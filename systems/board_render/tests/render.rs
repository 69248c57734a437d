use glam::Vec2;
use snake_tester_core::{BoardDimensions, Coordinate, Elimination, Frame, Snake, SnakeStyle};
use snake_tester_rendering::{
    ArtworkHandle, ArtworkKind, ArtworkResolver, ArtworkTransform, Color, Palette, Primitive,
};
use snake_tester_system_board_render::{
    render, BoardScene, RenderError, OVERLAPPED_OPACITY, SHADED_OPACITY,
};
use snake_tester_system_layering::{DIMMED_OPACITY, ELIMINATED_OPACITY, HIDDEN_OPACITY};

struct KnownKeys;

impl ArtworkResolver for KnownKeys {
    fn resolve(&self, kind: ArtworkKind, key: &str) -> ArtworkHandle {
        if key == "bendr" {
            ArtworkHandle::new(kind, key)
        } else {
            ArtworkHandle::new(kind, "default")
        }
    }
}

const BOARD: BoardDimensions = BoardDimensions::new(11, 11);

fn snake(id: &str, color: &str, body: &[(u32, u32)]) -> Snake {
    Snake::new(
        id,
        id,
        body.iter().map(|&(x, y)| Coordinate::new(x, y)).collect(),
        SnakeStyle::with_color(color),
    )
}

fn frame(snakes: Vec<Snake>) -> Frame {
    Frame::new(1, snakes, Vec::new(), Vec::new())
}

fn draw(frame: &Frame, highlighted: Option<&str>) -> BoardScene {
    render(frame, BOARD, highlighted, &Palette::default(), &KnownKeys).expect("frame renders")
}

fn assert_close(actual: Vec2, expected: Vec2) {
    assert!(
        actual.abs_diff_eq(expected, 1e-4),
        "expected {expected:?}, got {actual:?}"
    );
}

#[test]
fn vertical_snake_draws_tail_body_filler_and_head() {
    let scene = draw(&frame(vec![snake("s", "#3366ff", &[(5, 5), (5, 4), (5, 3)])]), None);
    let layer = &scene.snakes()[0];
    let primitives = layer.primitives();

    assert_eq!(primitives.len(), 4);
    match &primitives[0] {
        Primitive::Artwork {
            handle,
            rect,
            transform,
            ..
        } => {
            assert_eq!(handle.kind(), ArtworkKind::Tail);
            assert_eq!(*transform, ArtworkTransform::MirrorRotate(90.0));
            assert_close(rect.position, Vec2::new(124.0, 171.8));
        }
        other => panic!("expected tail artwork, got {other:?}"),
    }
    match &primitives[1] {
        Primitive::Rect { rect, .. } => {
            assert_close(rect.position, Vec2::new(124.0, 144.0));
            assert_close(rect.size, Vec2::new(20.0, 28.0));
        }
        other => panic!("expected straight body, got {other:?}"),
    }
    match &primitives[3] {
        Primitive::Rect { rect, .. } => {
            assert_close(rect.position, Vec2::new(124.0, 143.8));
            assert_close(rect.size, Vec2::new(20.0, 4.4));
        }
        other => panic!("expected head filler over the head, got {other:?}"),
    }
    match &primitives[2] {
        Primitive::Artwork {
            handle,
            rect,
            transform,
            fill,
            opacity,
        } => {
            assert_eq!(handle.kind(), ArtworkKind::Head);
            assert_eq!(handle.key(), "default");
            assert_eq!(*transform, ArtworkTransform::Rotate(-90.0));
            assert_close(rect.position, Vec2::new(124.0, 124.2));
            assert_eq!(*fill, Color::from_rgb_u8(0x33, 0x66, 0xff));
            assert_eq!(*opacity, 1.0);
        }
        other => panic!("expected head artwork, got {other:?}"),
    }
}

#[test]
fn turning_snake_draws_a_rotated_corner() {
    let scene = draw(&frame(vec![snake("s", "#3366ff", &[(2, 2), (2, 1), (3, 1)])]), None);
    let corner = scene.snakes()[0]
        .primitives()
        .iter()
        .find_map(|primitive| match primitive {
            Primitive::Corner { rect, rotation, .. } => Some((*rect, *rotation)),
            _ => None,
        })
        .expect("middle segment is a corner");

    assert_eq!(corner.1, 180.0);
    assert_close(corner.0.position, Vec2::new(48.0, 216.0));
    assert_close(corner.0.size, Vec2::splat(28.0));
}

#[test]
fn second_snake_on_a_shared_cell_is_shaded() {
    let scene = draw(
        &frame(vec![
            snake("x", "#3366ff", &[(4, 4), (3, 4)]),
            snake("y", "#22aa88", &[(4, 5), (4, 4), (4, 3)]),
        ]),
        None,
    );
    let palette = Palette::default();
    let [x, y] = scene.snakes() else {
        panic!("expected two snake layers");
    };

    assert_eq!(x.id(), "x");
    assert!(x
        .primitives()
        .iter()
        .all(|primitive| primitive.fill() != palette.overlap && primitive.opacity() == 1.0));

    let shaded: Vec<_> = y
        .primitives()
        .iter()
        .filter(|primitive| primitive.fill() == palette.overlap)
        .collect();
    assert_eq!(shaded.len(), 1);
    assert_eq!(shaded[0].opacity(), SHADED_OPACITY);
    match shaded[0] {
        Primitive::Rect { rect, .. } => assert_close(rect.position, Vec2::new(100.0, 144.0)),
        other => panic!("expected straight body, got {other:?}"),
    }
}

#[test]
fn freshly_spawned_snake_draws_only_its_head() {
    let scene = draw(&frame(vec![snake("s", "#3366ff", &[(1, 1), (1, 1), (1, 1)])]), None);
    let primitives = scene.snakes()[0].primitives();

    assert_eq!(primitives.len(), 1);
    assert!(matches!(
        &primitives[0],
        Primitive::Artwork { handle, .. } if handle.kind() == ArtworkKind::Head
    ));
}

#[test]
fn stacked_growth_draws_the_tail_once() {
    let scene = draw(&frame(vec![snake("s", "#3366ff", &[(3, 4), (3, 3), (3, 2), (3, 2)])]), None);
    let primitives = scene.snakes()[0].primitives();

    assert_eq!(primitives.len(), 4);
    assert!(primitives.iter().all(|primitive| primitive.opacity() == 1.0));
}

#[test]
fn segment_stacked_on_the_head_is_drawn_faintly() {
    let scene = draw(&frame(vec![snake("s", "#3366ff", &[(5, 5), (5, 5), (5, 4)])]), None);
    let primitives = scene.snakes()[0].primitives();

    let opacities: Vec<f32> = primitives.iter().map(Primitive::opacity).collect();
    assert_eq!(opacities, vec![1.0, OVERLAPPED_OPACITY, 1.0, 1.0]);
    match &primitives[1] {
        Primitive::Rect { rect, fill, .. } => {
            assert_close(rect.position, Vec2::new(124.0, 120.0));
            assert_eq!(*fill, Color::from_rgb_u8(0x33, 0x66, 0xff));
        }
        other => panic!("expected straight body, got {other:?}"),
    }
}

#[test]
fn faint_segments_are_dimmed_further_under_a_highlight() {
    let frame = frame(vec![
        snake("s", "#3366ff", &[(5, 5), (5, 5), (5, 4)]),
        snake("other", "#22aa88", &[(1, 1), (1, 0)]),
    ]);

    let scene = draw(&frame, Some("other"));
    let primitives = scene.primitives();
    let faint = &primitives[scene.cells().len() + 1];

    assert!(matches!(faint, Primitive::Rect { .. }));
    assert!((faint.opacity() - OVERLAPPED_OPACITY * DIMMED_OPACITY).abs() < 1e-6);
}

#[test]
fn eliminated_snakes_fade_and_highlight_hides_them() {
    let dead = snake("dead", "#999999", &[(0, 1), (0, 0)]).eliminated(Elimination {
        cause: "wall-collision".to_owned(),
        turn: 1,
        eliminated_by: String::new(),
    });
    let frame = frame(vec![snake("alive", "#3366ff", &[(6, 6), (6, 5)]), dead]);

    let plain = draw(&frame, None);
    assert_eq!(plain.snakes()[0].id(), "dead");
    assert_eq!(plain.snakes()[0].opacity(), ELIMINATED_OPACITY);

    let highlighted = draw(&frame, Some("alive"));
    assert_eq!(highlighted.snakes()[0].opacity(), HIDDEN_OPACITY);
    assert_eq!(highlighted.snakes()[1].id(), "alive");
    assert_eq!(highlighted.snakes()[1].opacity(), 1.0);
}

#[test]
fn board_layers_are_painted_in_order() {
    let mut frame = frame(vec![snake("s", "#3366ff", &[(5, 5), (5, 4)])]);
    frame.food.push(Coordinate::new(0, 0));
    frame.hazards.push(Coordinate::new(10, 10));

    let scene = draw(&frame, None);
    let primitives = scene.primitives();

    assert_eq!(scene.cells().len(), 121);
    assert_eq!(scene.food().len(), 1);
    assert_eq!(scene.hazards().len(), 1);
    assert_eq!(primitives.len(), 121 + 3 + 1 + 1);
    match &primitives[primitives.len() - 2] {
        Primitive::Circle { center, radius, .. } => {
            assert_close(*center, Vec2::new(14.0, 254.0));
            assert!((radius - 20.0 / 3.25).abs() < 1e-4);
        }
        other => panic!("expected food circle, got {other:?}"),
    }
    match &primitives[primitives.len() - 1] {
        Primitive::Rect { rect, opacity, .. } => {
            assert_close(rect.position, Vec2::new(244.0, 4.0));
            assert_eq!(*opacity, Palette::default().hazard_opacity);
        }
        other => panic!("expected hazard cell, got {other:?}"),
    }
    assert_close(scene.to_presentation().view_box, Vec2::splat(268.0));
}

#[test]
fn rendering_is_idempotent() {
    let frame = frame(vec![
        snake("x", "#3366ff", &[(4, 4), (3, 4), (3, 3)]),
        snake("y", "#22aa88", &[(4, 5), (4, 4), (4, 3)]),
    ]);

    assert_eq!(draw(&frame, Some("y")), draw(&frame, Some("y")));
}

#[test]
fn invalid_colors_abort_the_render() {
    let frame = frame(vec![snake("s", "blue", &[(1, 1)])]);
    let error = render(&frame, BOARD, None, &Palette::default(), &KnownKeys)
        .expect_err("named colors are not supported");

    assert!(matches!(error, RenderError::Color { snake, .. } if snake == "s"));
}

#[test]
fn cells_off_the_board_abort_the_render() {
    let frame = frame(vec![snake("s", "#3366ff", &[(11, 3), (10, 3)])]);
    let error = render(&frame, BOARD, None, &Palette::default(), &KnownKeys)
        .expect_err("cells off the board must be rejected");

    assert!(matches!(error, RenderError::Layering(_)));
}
***
» Directions
Your answer should be one number, the count of lines in the entries holding the string "splat".

» Task answer
2